Les banques commerciales de la Cemac (Cameroun, Congo, Gabon, Guinée équatoriale, Tchad et RCA) montrent un appétit croissant pour les liquidités fournies par la BEAC, l'institut d'émission de ces six pays. Lors d'une opération d'injection de liquidités dans le circuit bancaire le 17 mars 2026, la demande a dépassé les 400 milliards de FCFA, surpassant l'offre de 350 milliards de la BEAC.
Cette augmentation de la demande de liquidités bancaires reflète généralement une hausse de la demande de crédits par les acteurs économiques. Les banquiers expliquent que le recours à la banque centrale se justifie lorsque les demandes de prêts des clients excèdent les fonds disponibles.
Bien qu'en progression, la demande actuelle reste inférieure aux pics observés à partir de septembre 2025, où elle avait atteint 650 milliards de FCFA, puis 700 et 800 milliards en octobre.
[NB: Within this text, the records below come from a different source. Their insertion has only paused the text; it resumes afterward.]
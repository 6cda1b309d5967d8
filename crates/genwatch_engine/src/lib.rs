//! Genwatch engine: effect execution against the generation service.
mod client;
mod engine;
mod poll;
mod types;

pub use client::{ClientSettings, ReqwestStatusApi, StatusApi};
pub use engine::EngineHandle;
pub use types::{
    ClientError, EngineEvent, FailureKind, SessionId, StartResponse, StatusSnapshot,
};
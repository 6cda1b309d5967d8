use genwatch_core::{classify, is_terminal, progress_percent, StatusCategory};

#[test]
fn success_markers_classify_as_success() {
    for status in [
        "PRD saved to 'project/prd.md'",
        "calculator.py generated.",
        "calculator.py updated by Code Fixer.",
        "Tests passed for calculator.py!",
        "tests PASSED for calculator.py!",
    ] {
        assert_eq!(classify(status), StatusCategory::Success, "{status}");
    }
}

#[test]
fn error_markers_classify_as_error() {
    for status in [
        "Could not fix calculator.py after 2 attempts.",
        "Failed to parse task JSON.",
        "An unexpected ERROR occurred",
    ] {
        assert_eq!(classify(status), StatusCategory::Error, "{status}");
    }
}

#[test]
fn complete_without_other_markers_classifies_as_complete() {
    assert_eq!(
        classify("Project generation complete!"),
        StatusCategory::Complete
    );
}

#[test]
fn everything_else_is_info() {
    for status in ["Processing...", "Generating System Design...", "Parsed 4 tasks."] {
        assert_eq!(classify(status), StatusCategory::Info, "{status}");
    }
}

#[test]
fn success_takes_precedence_over_error_and_complete() {
    // "saved to" is checked before "error" and "complete".
    assert_eq!(
        classify("error log saved to 'log.txt'"),
        StatusCategory::Success
    );
    // "failed" is checked before "complete".
    assert_eq!(classify("Run failed, incomplete"), StatusCategory::Error);
}

#[test]
fn percent_mapping_follows_stage_keywords() {
    assert_eq!(progress_percent("Generating System Design..."), 30);
    assert_eq!(progress_percent("Breaking the design into tasks"), 45);
    assert_eq!(progress_percent("Generating code files"), 60);
    assert_eq!(progress_percent("Writing unit tests"), 75);
    assert_eq!(progress_percent("Running tests and fixing"), 85);
    assert_eq!(progress_percent("Project generation complete!"), 100);
    assert_eq!(progress_percent("Tests passed successfully"), 100);
    assert_eq!(progress_percent("Processing..."), 10);
}

#[test]
fn percent_mapping_is_first_match_wins() {
    // Both "System Design" and "unit tests" present: the earlier keyword wins.
    assert_eq!(
        progress_percent("System Design covers the unit tests"),
        30
    );
}

#[test]
fn percent_defaults_when_no_stage_keyword_matches() {
    assert_eq!(progress_percent("Could not fix remaining issues"), 10);
}

#[test]
fn terminal_pattern_is_narrower_than_classification() {
    // Per-file successes keep the poll running.
    assert!(!is_terminal("PRD saved to 'project/prd.md'"));
    assert!(!is_terminal("calculator.py generated."));
    assert!(!is_terminal("Tests passed for calculator.py!"));
    // Run-level completion or failure stops it.
    assert!(is_terminal("Project generation complete!"));
    assert!(is_terminal("Tests passed successfully"));
    assert!(is_terminal("Could not fix calculator.py after 2 attempts."));
    assert!(is_terminal("Failed to parse task JSON."));
    assert!(is_terminal("An unexpected error occurred"));
    assert!(!is_terminal("Processing..."));
}
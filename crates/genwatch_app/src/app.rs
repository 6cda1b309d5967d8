use std::io;
use std::sync::mpsc;
use std::time::Duration;

use anyhow::Context;
use crossterm::event::{self, Event, KeyCode, KeyEventKind, KeyModifiers};
use crossterm::execute;
use crossterm::terminal::{self, EnterAlternateScreen, LeaveAlternateScreen};
use genwatch_core::{update, AppState, Msg};
use genwatch_engine::ClientSettings;
use ratatui::backend::CrosstermBackend;
use ratatui::Terminal;
use watch_logging::{set_poll_tick, watch_info};

use crate::effects::EffectRunner;
use crate::ui;

/// UI refresh cadence; status polling has its own 2 s timer in the engine.
const TICK_RATE: Duration = Duration::from_millis(100);

pub fn run_app(base_url: String) -> anyhow::Result<()> {
    watch_info!("genwatch starting against {}", base_url);

    let (msg_tx, msg_rx) = mpsc::channel::<Msg>();
    let runner = EffectRunner::new(ClientSettings::new(base_url), msg_tx);

    let mut terminal = setup_terminal().context("terminal setup")?;
    let result = event_loop(&mut terminal, &runner, &msg_rx);
    teardown_terminal(&mut terminal).context("terminal teardown")?;
    result
}

fn event_loop(
    terminal: &mut Terminal<CrosstermBackend<io::Stdout>>,
    runner: &EffectRunner,
    msg_rx: &mpsc::Receiver<Msg>,
) -> anyhow::Result<()> {
    let mut state = AppState::new();
    let mut tick: u64 = 0;

    // Baseline render before any input, same reset the browser did on load.
    terminal.draw(|frame| ui::render(frame, &state.view(), tick))?;

    loop {
        tick += 1;
        set_poll_tick(tick);

        let mut inbox: Vec<Msg> = msg_rx.try_iter().collect();
        let mut force_redraw = false;

        if event::poll(TICK_RATE)? {
            match event::read()? {
                Event::Key(key) if key.kind == KeyEventKind::Press => {
                    if key.code == KeyCode::Esc
                        || (key.code == KeyCode::Char('c')
                            && key.modifiers.contains(KeyModifiers::CONTROL))
                    {
                        watch_info!("quit requested");
                        return Ok(());
                    }
                    match key.code {
                        KeyCode::Enter => {
                            // Mirrors the disabled submit button: Enter is
                            // ignored while a run is in flight.
                            if state.view().submit_enabled {
                                inbox.push(Msg::IdeaSubmitted);
                            }
                        }
                        KeyCode::Backspace => {
                            let mut text = state.view().idea_input;
                            text.pop();
                            inbox.push(Msg::IdeaEdited(text));
                        }
                        KeyCode::Char(c) => {
                            let mut text = state.view().idea_input;
                            text.push(c);
                            inbox.push(Msg::IdeaEdited(text));
                        }
                        _ => {}
                    }
                }
                Event::Resize(_, _) => force_redraw = true,
                _ => {}
            }
        }

        for msg in inbox {
            let (next, effects) = update(std::mem::take(&mut state), msg);
            state = next;
            runner.enqueue(effects);
        }

        let spinner_active = state.view().spinner_visible;
        if state.consume_dirty() || force_redraw || spinner_active {
            terminal.draw(|frame| ui::render(frame, &state.view(), tick))?;
        }
    }
}

fn setup_terminal() -> io::Result<Terminal<CrosstermBackend<io::Stdout>>> {
    terminal::enable_raw_mode()?;
    let mut stdout = io::stdout();
    execute!(stdout, EnterAlternateScreen)?;
    let backend = CrosstermBackend::new(stdout);
    Terminal::new(backend)
}

fn teardown_terminal(terminal: &mut Terminal<CrosstermBackend<io::Stdout>>) -> io::Result<()> {
    terminal::disable_raw_mode()?;
    execute!(terminal.backend_mut(), LeaveAlternateScreen)?;
    terminal.show_cursor()?;
    Ok(())
}
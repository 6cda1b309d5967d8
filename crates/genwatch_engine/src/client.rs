use std::time::Duration;

use crate::{ClientError, FailureKind, SessionId, StartResponse, StatusSnapshot};

/// Connection parameters for the generation service.
#[derive(Debug, Clone)]
pub struct ClientSettings {
    pub base_url: String,
    pub connect_timeout: Duration,
    pub request_timeout: Duration,
    /// Fixed delay between status polls.
    pub poll_interval: Duration,
}

impl ClientSettings {
    pub fn new(base_url: impl Into<String>) -> Self {
        Self {
            base_url: base_url.into(),
            connect_timeout: Duration::from_secs(10),
            request_timeout: Duration::from_secs(30),
            poll_interval: Duration::from_millis(2000),
        }
    }
}

/// The two calls the client makes against the service.
#[async_trait::async_trait]
pub trait StatusApi: Send + Sync {
    /// Submit an idea; returns the session id to poll.
    async fn start(&self, idea: &str) -> Result<SessionId, ClientError>;

    /// Fetch the current status snapshot for a session.
    async fn status(&self, session_id: &str) -> Result<StatusSnapshot, ClientError>;
}

#[derive(Debug, Clone)]
pub struct ReqwestStatusApi {
    settings: ClientSettings,
    client: reqwest::Client,
}

impl ReqwestStatusApi {
    pub fn new(settings: ClientSettings) -> Result<Self, ClientError> {
        let client = reqwest::Client::builder()
            .connect_timeout(settings.connect_timeout)
            .timeout(settings.request_timeout)
            .build()
            .map_err(|err| ClientError::new(FailureKind::Network, err.to_string()))?;
        Ok(Self { settings, client })
    }

    fn endpoint(&self, path: &str) -> String {
        format!("{}/{}", self.settings.base_url.trim_end_matches('/'), path)
    }

    async fn read_json<T: serde::de::DeserializeOwned>(
        response: reqwest::Response,
    ) -> Result<T, ClientError> {
        let status = response.status();
        if !status.is_success() {
            return Err(ClientError::new(
                FailureKind::HttpStatus(status.as_u16()),
                status.to_string(),
            ));
        }
        let bytes = response.bytes().await.map_err(map_reqwest_error)?;
        serde_json::from_slice(&bytes)
            .map_err(|err| ClientError::new(FailureKind::MalformedResponse, err.to_string()))
    }
}

#[async_trait::async_trait]
impl StatusApi for ReqwestStatusApi {
    async fn start(&self, idea: &str) -> Result<SessionId, ClientError> {
        let response = self
            .client
            .post(self.endpoint("start"))
            .form(&[("idea", idea)])
            .send()
            .await
            .map_err(map_reqwest_error)?;

        let parsed: StartResponse = Self::read_json(response).await?;
        parsed.session_id.ok_or_else(|| {
            ClientError::new(FailureKind::MissingSessionId, "start response had no session_id")
        })
    }

    async fn status(&self, session_id: &str) -> Result<StatusSnapshot, ClientError> {
        let response = self
            .client
            .get(self.endpoint(&format!("status/{session_id}")))
            .send()
            .await
            .map_err(map_reqwest_error)?;

        Self::read_json(response).await
    }
}

fn map_reqwest_error(err: reqwest::Error) -> ClientError {
    if err.is_timeout() {
        return ClientError::new(FailureKind::Timeout, err.to_string());
    }
    ClientError::new(FailureKind::Network, err.to_string())
}
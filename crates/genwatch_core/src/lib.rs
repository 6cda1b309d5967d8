//! Genwatch core: pure interaction state machine and view-model helpers.
mod classify;
mod effect;
mod msg;
mod state;
mod update;
mod view_model;

pub use classify::{classify, is_terminal, progress_percent, StatusCategory, DEFAULT_STATUS};
pub use effect::Effect;
pub use msg::Msg;
pub use state::{AppState, SessionId, SessionPhase, StatusLine};
pub use update::update;
pub use view_model::{AppViewModel, BarTint, WAITING_LABEL};
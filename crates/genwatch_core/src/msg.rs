#[derive(Debug, Clone, PartialEq, Eq)]
pub enum Msg {
    /// User edited the idea input box (full text).
    IdeaEdited(String),
    /// User submitted the current idea for generation.
    IdeaSubmitted,
    /// Engine acknowledged the start call with a session id.
    SessionStarted { session_id: String },
    /// The start call failed (network, HTTP, or malformed response).
    StartFailed { message: String },
    /// A status snapshot arrived from the poll loop.
    StatusArrived {
        status: Option<String>,
        download_url: Option<String>,
    },
    /// The poll loop failed (network, HTTP, or malformed response).
    PollFailed { message: String },
    /// UI/render tick to coalesce rendering.
    Tick,
    /// Fallback for placeholder wiring.
    NoOp,
}
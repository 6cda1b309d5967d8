mod app;
mod effects;
mod logging;
mod ui;

const DEFAULT_BASE_URL: &str = "http://127.0.0.1:5000";

fn main() -> anyhow::Result<()> {
    logging::initialize(logging::LogDestination::File);

    let base_url = std::env::args()
        .nth(1)
        .or_else(|| std::env::var("GENWATCH_URL").ok())
        .unwrap_or_else(|| DEFAULT_BASE_URL.to_string());

    app::run_app(base_url)
}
Face à cette situation, la BEAC avait augmenté son offre pour répondre à la demande.
Cependant, depuis le début de 2025, cette forte demande s'est progressivement atténuée, incitant la BEAC à réduire son offre, qui a culminé à 350 milliards de FCFA lors de l'opération du 17 mars 2026. En février 2026, la BEAC avait déjà lancé une opération d'injection de liquidités de 500 milliards de FCFA sur le marché monétaire.
En 2024, près de la moitié des actifs de trésorerie des banques (48,8 %) étaient investis dans des titres publics. Les banques privilégient ces titres, notamment les bons du Trésor, pour leur rentabilité et leur facilité de gestion, ce qui contribue à la rentabilité du secteur bancaire dans la région. En 2024, le bénéfice net global du secteur a augmenté de 13 %, soutenu par une hausse de 9 % du produit net bancaire.